## Exercise details:
Reproduce only the stretch of entries below that begins at the first line and ends at the line holding "use diesel::prelude::*;".

[Dataset entries]
_ _ _ _ _ _ _
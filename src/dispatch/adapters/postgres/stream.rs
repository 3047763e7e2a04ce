//! `PostgreSQL` implementation of the command stream.
//!
//! Workers claim entries with `FOR UPDATE SKIP LOCKED` so that concurrent
//! readers never receive the same entry; an empty claim is retried after the
//! poll interval.

use super::{
    blocking::with_connection,
    models::{ClaimedEntryRow, NewStreamEntryRow},
    schema::{stream_deliveries, stream_entries},
};
use crate::dispatch::domain::{Channel, EntryId, GROUP_NAME, StreamEntry};
use crate::dispatch::ports::{CommandStream, StreamError, StreamResult};
use crate::review::adapters::postgres::ReviewPgPool;
use async_trait::async_trait;
use diesel::dsl::now;
use diesel::prelude::*;
use diesel::sql_types::{BigInt, Varchar};
use std::collections::BTreeMap;
use std::time::Duration;

/// Default delay between empty claims.
pub const DEFAULT_POLL_INTERVAL: Duration = Duration::from_millis(500);

const ENSURE_GROUP_SQL: &str = concat!(
    "INSERT INTO stream_groups (channel, group_name, start_after) ",
    "SELECT $1, $2, COALESCE(MAX(id), 0) FROM stream_entries ",
    "ON CONFLICT DO NOTHING",
);

const CLAIM_SQL: &str = concat!(
    "WITH candidate AS (",
    "SELECT e.id, e.channel, e.source, e.fields FROM stream_entries e ",
    "JOIN stream_groups g ON g.channel = e.channel AND g.group_name = $1 ",
    "WHERE e.id > g.start_after AND NOT EXISTS (",
    "SELECT 1 FROM stream_deliveries d WHERE d.group_name = $1 AND d.entry_id = e.id) ",
    "ORDER BY e.id LIMIT 1 FOR UPDATE OF e SKIP LOCKED), ",
    "claimed AS (",
    "INSERT INTO stream_deliveries (group_name, entry_id, consumer, delivered_at) ",
    "SELECT $1, id, $2, NOW() FROM candidate ON CONFLICT DO NOTHING RETURNING entry_id) ",
    "SELECT c.id, c.channel, c.source, c.fields FROM candidate c ",
    "JOIN claimed ON claimed.entry_id = c.id",
);

const TRIM_SQL: &str = concat!(
    "DELETE FROM stream_entries WHERE channel = $1 AND id NOT IN (",
    "SELECT id FROM stream_entries WHERE channel = $1 ORDER BY id DESC LIMIT $2)",
);

/// `PostgreSQL`-backed command stream.
#[derive(Debug, Clone)]
pub struct PostgresCommandStream {
    pool: ReviewPgPool,
    poll_interval: Duration,
}

impl PostgresCommandStream {
    /// Creates a stream polling at [`DEFAULT_POLL_INTERVAL`].
    #[must_use]
    pub const fn new(pool: ReviewPgPool) -> Self {
        Self {
            pool,
            poll_interval: DEFAULT_POLL_INTERVAL,
        }
    }

    /// Sets the delay between empty claims.
    #[must_use]
    pub const fn with_poll_interval(mut self, poll_interval: Duration) -> Self {
        self.poll_interval = poll_interval;
        self
    }

    async fn try_claim(&self, consumer: &str) -> StreamResult<Option<StreamEntry>> {
        let consumer_name = consumer.to_owned();
        let row = with_connection(&self.pool, move |conn| {
            diesel::sql_query(CLAIM_SQL)
                .bind::<Varchar, _>(GROUP_NAME)
                .bind::<Varchar, _>(consumer_name)
                .get_result::<ClaimedEntryRow>(conn)
                .optional()
                .map_err(StreamError::persistence)
        })
        .await?;
        row.map(row_to_entry).transpose()
    }
}

#[async_trait]
impl CommandStream for PostgresCommandStream {
    async fn ensure_groups(&self) -> StreamResult<()> {
        with_connection(&self.pool, |conn| {
            for channel in Channel::ALL {
                diesel::sql_query(ENSURE_GROUP_SQL)
                    .bind::<Varchar, _>(channel.as_str())
                    .bind::<Varchar, _>(GROUP_NAME)
                    .execute(conn)
                    .map_err(StreamError::persistence)?;
            }
            Ok(())
        })
        .await
    }

    async fn add(
        &self,
        source: &str,
        channel: Channel,
        fields: BTreeMap<String, String>,
    ) -> StreamResult<EntryId> {
        let row = NewStreamEntryRow {
            channel: channel.as_str().to_owned(),
            fields: serde_json::to_value(fields).map_err(StreamError::persistence)?,
            source: source.to_owned(),
        };
        let id = with_connection(&self.pool, move |conn| {
            diesel::insert_into(stream_entries::table)
                .values(&row)
                .returning(stream_entries::id)
                .get_result::<i64>(conn)
                .map_err(StreamError::persistence)
        })
        .await?;
        Ok(EntryId::new(id))
    }

    async fn read(&self, consumer: &str) -> StreamResult<StreamEntry> {
        loop {
            if let Some(entry) = self.try_claim(consumer).await? {
                return Ok(entry);
            }
            tokio::time::sleep(self.poll_interval).await;
        }
    }

    async fn ack(&self, channel: Channel, ids: &[EntryId]) -> StreamResult<u64> {
        let raw_ids: Vec<i64> = ids.iter().map(|id| id.value()).collect();
        let updated = with_connection(&self.pool, move |conn| {
            let on_channel = stream_entries::table
                .filter(stream_entries::channel.eq(channel.as_str()))
                .select(stream_entries::id);
            diesel::update(
                stream_deliveries::table
                    .filter(stream_deliveries::group_name.eq(GROUP_NAME))
                    .filter(stream_deliveries::entry_id.eq_any(raw_ids))
                    .filter(stream_deliveries::entry_id.eq_any(on_channel))
                    .filter(stream_deliveries::acked_at.is_null()),
            )
            .set(stream_deliveries::acked_at.eq(now))
            .execute(conn)
            .map_err(StreamError::persistence)
        })
        .await?;
        Ok(u64::try_from(updated).unwrap_or(u64::MAX))
    }

    async fn trim(&self, max_len: u64) -> StreamResult<u64> {
        let keep = i64::try_from(max_len).unwrap_or(i64::MAX);
        let removed = with_connection(&self.pool, move |conn| {
            let mut removed = 0_usize;
            for channel in Channel::ALL {
                removed += diesel::sql_query(TRIM_SQL)
                    .bind::<Varchar, _>(channel.as_str())
                    .bind::<BigInt, _>(keep)
                    .execute(conn)
                    .map_err(StreamError::persistence)?;
            }
            Ok(removed)
        })
        .await?;
        Ok(u64::try_from(removed).unwrap_or(u64::MAX))
    }
}

fn row_to_entry(row: ClaimedEntryRow) -> StreamResult<StreamEntry> {
    let channel = Channel::try_from(row.channel.as_str()).map_err(|err| StreamError::Malformed {
        id: row.id,
        reason: err.to_string(),
    })?;
    let fields: BTreeMap<String, String> =
        serde_json::from_value(row.fields).map_err(|err| StreamError::Malformed {
            id: row.id,
            reason: err.to_string(),
        })?;
    Ok(StreamEntry {
        id: EntryId::new(row.id),
        channel,
        source: row.source,
        fields,
    })
}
_ _ _ _ _ _ _
## Answer for this exercise:
filename src/dispatch/adapters/postgres/stream.rs
repository 3047763e7e2a04ce
//! `PostgreSQL` implementation of the command stream.
//!
//! Workers claim entries with `FOR UPDATE SKIP LOCKED` so that concurrent
//! readers never receive the same entry; an empty claim is retried after the
//! poll interval.

use super::{
    blocking::with_connection,
    models::{ClaimedEntryRow, NewStreamEntryRow},
    schema::{stream_deliveries, stream_entries},
};
use crate::dispatch::domain::{Channel, EntryId, GROUP_NAME, StreamEntry};
use crate::dispatch::ports::{CommandStream, StreamError, StreamResult};
use crate::review::adapters::postgres::ReviewPgPool;
use async_trait::async_trait;
use diesel::dsl::now;
use diesel::prelude::*;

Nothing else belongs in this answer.